● MATERIAL FOR THIS EXERCISE

»»

//! Plugin controller configuration

use crate::error::ConfigResult;
use crate::validation::{validate_positive, Validatable};
use serde::{Deserialize, Serialize};
use std::fmt;
use std::str::FromStr;

/// Plugin controller configuration
#[derive(Debug, Clone, Serialize, Deserialize, PartialEq)]
#[serde(default)]
pub struct PluginsConfig {
    /// What `register` does when a name is already taken
    #[serde(default)]
    pub duplicate_policy: DuplicatePolicy,

    /// Initialize plugins registered after the host-ready pass right away
    #[serde(default = "crate::domains::utils::default_true")]
    pub initialize_late_registrations: bool,

    /// Capacity of the host event channel
    #[serde(default = "default_event_capacity")]
    pub event_capacity: usize,
}

/// Behaviour on name collision during registration
#[derive(Debug, Clone, Copy, PartialEq, Eq, Serialize, Deserialize, Default)]
#[serde(rename_all = "lowercase")]
pub enum DuplicatePolicy {
    /// Last registration wins
    #[default]
    Replace,
    /// Refuse the second registration
    Reject,
}

impl Default for PluginsConfig {
    fn default() -> Self {
        Self {
            duplicate_policy: DuplicatePolicy::Replace,
            initialize_late_registrations: true,
            event_capacity: default_event_capacity(),
        }
    }
}

fn default_event_capacity() -> usize {
    16
}

impl fmt::Display for DuplicatePolicy {
    fn fmt(&self, f: &mut fmt::Formatter<'_>) -> fmt::Result {
        match self {
            Self::Replace => write!(f, "replace"),
            Self::Reject => write!(f, "reject"),
        }
    }
}

impl FromStr for DuplicatePolicy {
    type Err = String;

    fn from_str(s: &str) -> Result<Self, Self::Err> {
        match s.to_lowercase().as_str() {
            "replace" => Ok(Self::Replace),
            "reject" => Ok(Self::Reject),
            _ => Err(format!("Invalid duplicate policy: {}", s)),
        }
    }
}

impl Validatable for PluginsConfig {
    fn validate(&self) -> ConfigResult<()> {
        validate_positive(self.event_capacity, "event_capacity", self.domain_name())
    }

    fn domain_name(&self) -> &'static str {
        "plugins"
    }
}

#[cfg(test)]
mod tests {
    use super::*;

    #[test]
    fn test_plugins_config_defaults() {
        let config = PluginsConfig::default();
        assert_eq!(config.duplicate_policy, DuplicatePolicy::Replace);
        assert!(config.initialize_late_registrations);
        assert_eq!(config.event_capacity, 16);
        assert!(config.validate().is_ok());
    }

    #[test]
    fn test_zero_capacity_rejected() {
        let config = PluginsConfig {
            event_capacity: 0,
            ..PluginsConfig::default()
        };
        assert!(config.validate().is_err());
    }

    #[test]
    fn test_duplicate_policy_from_str() {
        assert_eq!(DuplicatePolicy::from_str("Reject").unwrap(), DuplicatePolicy::Reject);
        assert_eq!(DuplicatePolicy::from_str("replace").unwrap(), DuplicatePolicy::Replace);
        assert!(DuplicatePolicy::from_str("merge").is_err());
    }

    #[test]
    fn test_partial_yaml_uses_defaults() {
        let config: PluginsConfig = serde_yaml::from_str("duplicate_policy: reject\n").unwrap();
        assert_eq!(config.duplicate_policy, DuplicatePolicy::Reject);
        assert!(config.initialize_late_registrations);
        assert_eq!(config.event_capacity, 16);
    }
}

««

● WORK INSTRUCTIONS
Up to and including the line with "#[derive(Debug, Clone, Serialize, Deserialize, PartialEq)]", print every line of the material above, starting from its first line, exactly.

● FINAL ANSWER
//! Plugin controller configuration

use crate::error::ConfigResult;
use crate::validation::{validate_positive, Validatable};
use serde::{Deserialize, Serialize};
use std::fmt;
use std::str::FromStr;

/// Plugin controller configuration
#[derive(Debug, Clone, Serialize, Deserialize, PartialEq)]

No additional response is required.